Keywords: death, theology and culture, decolonial thought, Day of the Dead.

 

 

 

Héctor Laporta

Nuestro encuentro con la muerte

En esta pandemia muchos se nos fueron. La Organización Mundial de la Salud estima que el número real de muertes por Coronavirus es dos o tres veces superior a los 3,4 millones de fallecimientos notificados, según explica el informe sobre Estadísticas Sanitarias Mundiales de 2021. Es decir, la cifra real de personas fallecidas podría rondar entre los seis a diez millones de personas. Esta experiencia colectiva a nivel de aldea global de perder familiares, amigos, colegas nos hace preguntarnos sobre el sentido de la vida y consecuentemente de la tragedia, el sufrimiento y la muerte.
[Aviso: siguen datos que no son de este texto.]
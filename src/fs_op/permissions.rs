//! Permission and ownership changes, single-path and recursive.
//!
//! The recursive variants descend into real directories only; a symlink to a
//! directory has its target's mode changed (as `chmod(2)` does) but is not
//! walked, so link cycles cannot loop forever.

use std::fs;
use std::path::Path;

use std::os::unix::fs::PermissionsExt;

use crate::fs_op::error::{FsOpError, Result};
use crate::fs_op::list::{list, StatMode};
use crate::fs_op::path::resolve;
use crate::fs_op::stat;

/// Set the permission bits of exactly `path` (no recursion).
pub fn chmod<P: AsRef<Path>>(path: P, mode: u32) -> Result<()> {
    let path = resolve(path);
    fs::set_permissions(&path, fs::Permissions::from_mode(mode))
        .map_err(|e| FsOpError::io("Chmod", &path, e))?;
    tracing::debug!(path = %path.display(), mode = %format!("{mode:o}"), "chmod");
    Ok(())
}

/// Change owner and/or group of exactly `path`. `None` leaves that id as is.
pub fn chown<P: AsRef<Path>>(path: P, uid: Option<u32>, gid: Option<u32>) -> Result<()> {
    use nix::unistd::{Gid, Uid};

    let path = resolve(path);
    nix::unistd::chown(path.as_path(), uid.map(Uid::from_raw), gid.map(Gid::from_raw))
        .map_err(|errno| FsOpError::io("Chown", &path, errno.into()))?;
    tracing::debug!(path = %path.display(), ?uid, ?gid, "chown");
    Ok(())
}

/// `chmod -R`: apply `mode` to `path` and, for a directory, everything below.
pub fn rchmod<P: AsRef<Path>>(path: P, mode: u32) -> Result<()> {
    recurse("Chmod", &resolve(path), &mut |p: &Path| chmod(p, mode))
}

/// `chown -R`: apply the ids to `path` and, for a directory, everything below.
pub fn rchown<P: AsRef<Path>>(path: P, uid: Option<u32>, gid: Option<u32>) -> Result<()> {
    recurse("Chown", &resolve(path), &mut |p: &Path| chown(p, uid, gid))
}

// Apply `op` top-down, stopping at the first failure.
fn recurse(name: &'static str, path: &Path, op: &mut dyn FnMut(&Path) -> Result<()>) -> Result<()> {
    if stat::exists(path).is_none() {
        return Err(FsOpError::not_found(name, path));
    }
    op(path)?;

    let is_real_dir = stat::lexists(path).is_some_and(|s| s.is_dir());
    if !is_real_dir {
        return Ok(());
    }
    for entry in list(path, StatMode::None, false)?.sorted() {
        let child = path.join(&entry.name);
        if stat::exists(&child).is_none() {
            // Dangling link: nothing to apply to.
            continue;
        }
        recurse(name, &child, op)?;
    }
    Ok(())
}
¿Qué es la muerte? ¿Cómo entender la muerte desde un punto de vista teológico? ¿Qué rituales se practican? Todas estas preguntas vienen a nuestra mente buscando hallar una explicación que nos ayude a redimir nuestros miedos y temores frente a lo desconocido. Para entender esto, nos remontamos a la historia, donde nos encontramos con las excavaciones en Qafzeh y Skhul, donde se hallaron una treintena de sepulturas conteniendo “cuerpos tumbados en su mayor parte sobre un costado, con las piernas flexionadas, cubiertos de ocre” (Lenoir 2018, 20), conjuntamente con osamentas de animales y objetos rituales. Estas tumbas, de más de cien mil años de antigüedad, van a ser las primeras expresiones de religiosidad humana. En otras palabras, las primeras ideas y prácticas religiosas surgen en torno a la muerte. Esto se confirma al encontrar en casi todas las religiones del mundo, antiguas o modernas, que muchas de ellas buscan la manera de encontrar un sentido de trascendencia para el ser humano, incluyendo el cristianismo (cf. 1 Corintios 15,14).
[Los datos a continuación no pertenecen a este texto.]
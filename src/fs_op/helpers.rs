use std::path::{Path, PathBuf};

use crate::fs_op::create::mkdir_all;
use crate::fs_op::error::Result;
use crate::fs_op::stat;

/// Resolve the destination for an operation: if `dst` is an existing
/// directory the target becomes `dst.join(basename(src))`, otherwise `dst`
/// itself.
pub fn resolve_target(src: &Path, dst: &Path) -> PathBuf {
    match src.file_name() {
        Some(name) if stat::is_dir(dst) => dst.join(name),
        _ => dst.to_path_buf(),
    }
}

/// Ensure the parent directory of `p` exists.
pub fn ensure_parent_exists(p: &Path) -> Result<()> {
    match p.parent() {
        Some(parent) if stat::exists(parent).is_none() => mkdir_all(parent),
        _ => Ok(()),
    }
}

/// Final path component as an owned path, used for default archive names.
pub(crate) fn base_name(p: &Path) -> PathBuf {
    p.file_name()
        .map(PathBuf::from)
        .unwrap_or_else(|| PathBuf::from("root"))
}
Lo que varía, sin embargo, son las actitudes y las explicaciones que en una cultura se dan, respecto a lo que ocurre con las personas una vez que han traspuesto el umbral entre la vida y la muerte. En la sociedad moderna, la muerte es vista como un tabú, debido a los desarrollos biotecnológicos con los que se ha ampliado la expectativa de vida. El desarrollo de la cirugía plástica ha abierto la posibilidad de perpetuar la juventud y la belleza, lo que ha contribuido a banalizar el sentido de la vida y consecuentemente el sentido de la muerte. Sobre todo, en la sociedad occidental, cuya característica principal es la afirmación del individuo y de su autosuficiencia.
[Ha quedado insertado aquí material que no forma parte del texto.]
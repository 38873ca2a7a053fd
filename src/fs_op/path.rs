//! Path canonicalisation that tolerates paths which do not exist yet.
//!
//! Every mutating operation in `fs_op` runs its arguments through
//! [`resolve`] first so relative inputs are never interpreted against two
//! different bases.

use std::ffi::OsString;
use std::fs;
use std::path::{Component, Path, PathBuf};

/// Return the canonical absolute form of `path`, even when it does not exist.
///
/// Behaviour:
/// - Relative paths are anchored at the current directory.
/// - `.` and empty segments are dropped; `..` removes the previous segment
///   and is ignored at the root.
/// - The deepest existing prefix is canonicalised by the OS (symlinks in it
///   are resolved) and the remaining segments are appended unchanged.
///
/// This never fails: when no prefix can be canonicalised the lexically
/// normalised path is returned as-is.
pub fn resolve<P: AsRef<Path>>(path: P) -> PathBuf {
    let normal = normalize(&absolute(path.as_ref()));

    let mut prefix = normal.clone();
    let mut rest: Vec<OsString> = Vec::new();
    loop {
        if let Ok(real) = fs::canonicalize(&prefix) {
            return rest.iter().rev().fold(real, |acc, seg| acc.join(seg));
        }
        match (prefix.file_name().map(|n| n.to_os_string()), prefix.parent()) {
            (Some(name), Some(parent)) => {
                rest.push(name);
                prefix = parent.to_path_buf();
            }
            _ => return normal,
        }
    }
}

/// Like [`resolve`] but leaves the final segment alone, so a symlink
/// argument still names the link rather than its target.
pub fn resolve_no_follow<P: AsRef<Path>>(path: P) -> PathBuf {
    let path = path.as_ref();
    match (path.parent(), path.file_name()) {
        (Some(parent), Some(name)) if !parent.as_os_str().is_empty() => resolve(parent).join(name),
        (Some(_), Some(name)) => resolve(".").join(name),
        _ => resolve(path),
    }
}

/// Relative path from `base` to `path`, both resolved first.
///
/// Returns an empty path when both resolve to the same location. If the two
/// share no root (different Windows drives) the resolved `path` is returned.
pub fn relative_to<P: AsRef<Path>, B: AsRef<Path>>(path: P, base: B) -> PathBuf {
    let path = resolve(path);
    let base = resolve(base);

    let ours: Vec<Component> = path.components().collect();
    let theirs: Vec<Component> = base.components().collect();

    if ours.first() != theirs.first() {
        return path;
    }

    let common = ours
        .iter()
        .zip(theirs.iter())
        .take_while(|(a, b)| a == b)
        .count();

    let mut rel = PathBuf::new();
    for _ in common..theirs.len() {
        rel.push("..");
    }
    for c in &ours[common..] {
        rel.push(c.as_os_str());
    }
    rel
}

/// [`relative_to`] with the current directory as base.
pub fn relative_to_cwd<P: AsRef<Path>>(path: P) -> PathBuf {
    relative_to(path, ".")
}

fn absolute(path: &Path) -> PathBuf {
    if path.is_absolute() {
        return path.to_path_buf();
    }
    match std::env::current_dir() {
        Ok(cwd) => cwd.join(path),
        Err(_) => Path::new(std::path::MAIN_SEPARATOR_STR).join(path),
    }
}

// Lexical normalisation; never touches the filesystem.
fn normalize(path: &Path) -> PathBuf {
    let mut out = PathBuf::new();
    for c in path.components() {
        match c {
            Component::Prefix(_) | Component::RootDir => out.push(c.as_os_str()),
            Component::CurDir => {}
            Component::ParentDir => {
                out.pop();
            }
            Component::Normal(seg) => out.push(seg),
        }
    }
    out
}

#[cfg(test)]
mod tests {
    use super::*;
    use tempfile::TempDir;

    fn has_dots(p: &Path) -> bool {
        p.components()
            .any(|c| matches!(c, Component::CurDir | Component::ParentDir))
    }

    #[test]
    fn existing_path_is_canonical() {
        let td = TempDir::new().unwrap();
        let real = fs::canonicalize(td.path()).unwrap();
        assert_eq!(resolve(td.path()), real);
        assert_eq!(resolve(td.path().join(".")), real);
    }

    #[test]
    fn missing_tail_is_appended_to_existing_prefix() {
        let td = TempDir::new().unwrap();
        let real = fs::canonicalize(td.path()).unwrap();
        let got = resolve(td.path().join("some/./path/../deep"));
        assert_eq!(got, real.join("some/deep"));
        assert!(got.is_absolute());
        assert!(!has_dots(&got));
    }

    #[test]
    fn relative_inputs_become_absolute_without_dots() {
        for p in [".", "..", "./not/there/../x", "a/b/c"] {
            let got = resolve(p);
            assert!(got.is_absolute(), "{got:?} not absolute");
            assert!(!has_dots(&got), "{got:?} has dots");
        }
    }

    #[test]
    fn parent_segments_stop_at_root() {
        assert_eq!(normalize(Path::new("/../../a")), PathBuf::from("/a"));
    }

    #[cfg(unix)]
    #[test]
    fn symlinked_prefix_is_resolved() {
        let td = TempDir::new().unwrap();
        let target = td.path().join("target");
        fs::create_dir(&target).unwrap();
        let link = td.path().join("link");
        std::os::unix::fs::symlink(&target, &link).unwrap();

        let got = resolve(link.join("missing.txt"));
        assert_eq!(got, fs::canonicalize(&target).unwrap().join("missing.txt"));
    }

    #[cfg(unix)]
    #[test]
    fn no_follow_keeps_the_link_name() {
        let td = TempDir::new().unwrap();
        let real = fs::canonicalize(td.path()).unwrap();
        fs::create_dir(td.path().join("target")).unwrap();
        std::os::unix::fs::symlink(td.path().join("target"), td.path().join("link")).unwrap();
        assert_eq!(resolve_no_follow(td.path().join("link")), real.join("link"));
        assert_eq!(resolve(td.path().join("link")), real.join("target"));
    }

    #[test]
    fn relative_to_base() {
        let td = TempDir::new().unwrap();
        let base = td.path().join("test");
        let path = base.join("some/path/depth");
        assert_eq!(relative_to(&path, &base), PathBuf::from("some/path/depth"));
        assert_eq!(
            relative_to(td.path().join("other"), &base),
            PathBuf::from("../other")
        );
        assert_eq!(relative_to(&base, &base), PathBuf::new());
    }

    #[test]
    fn relative_to_cwd_is_relative() {
        let rel = relative_to_cwd("./test/some/path/depth");
        assert!(rel.is_relative());
        assert!(rel.ends_with("test/some/path/depth"));
    }
}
En las sociedades latinoamericanas, en cambio, con su pasado indígena y de colonización española, interactuaron diferentes tradiciones y costumbres sobre la vida y la muerte. Si bien, esta interacción de saberes se dio en un contexto de poder, estas convivieron y se fusionaron, mal que bien, dependiendo de los sujetos que tomemos como referencia. La reflexión en torno a la muerte en nuestro contexto nos lleva, entonces, a visualizar estos encuentros y desencuentros de tradiciones y costumbres. Debido a ello, el camino que tomo en este ensayo es el análisis del tema de la muerte y sus rituales en nuestras sociedades prehispánicas y la forma cómo estas se han transformado y recreado en un contexto de colonización, para finalmente considerar cómo hoy en día, estas comprensiones se manifiestan en la celebración actual del Día de Muertos en México.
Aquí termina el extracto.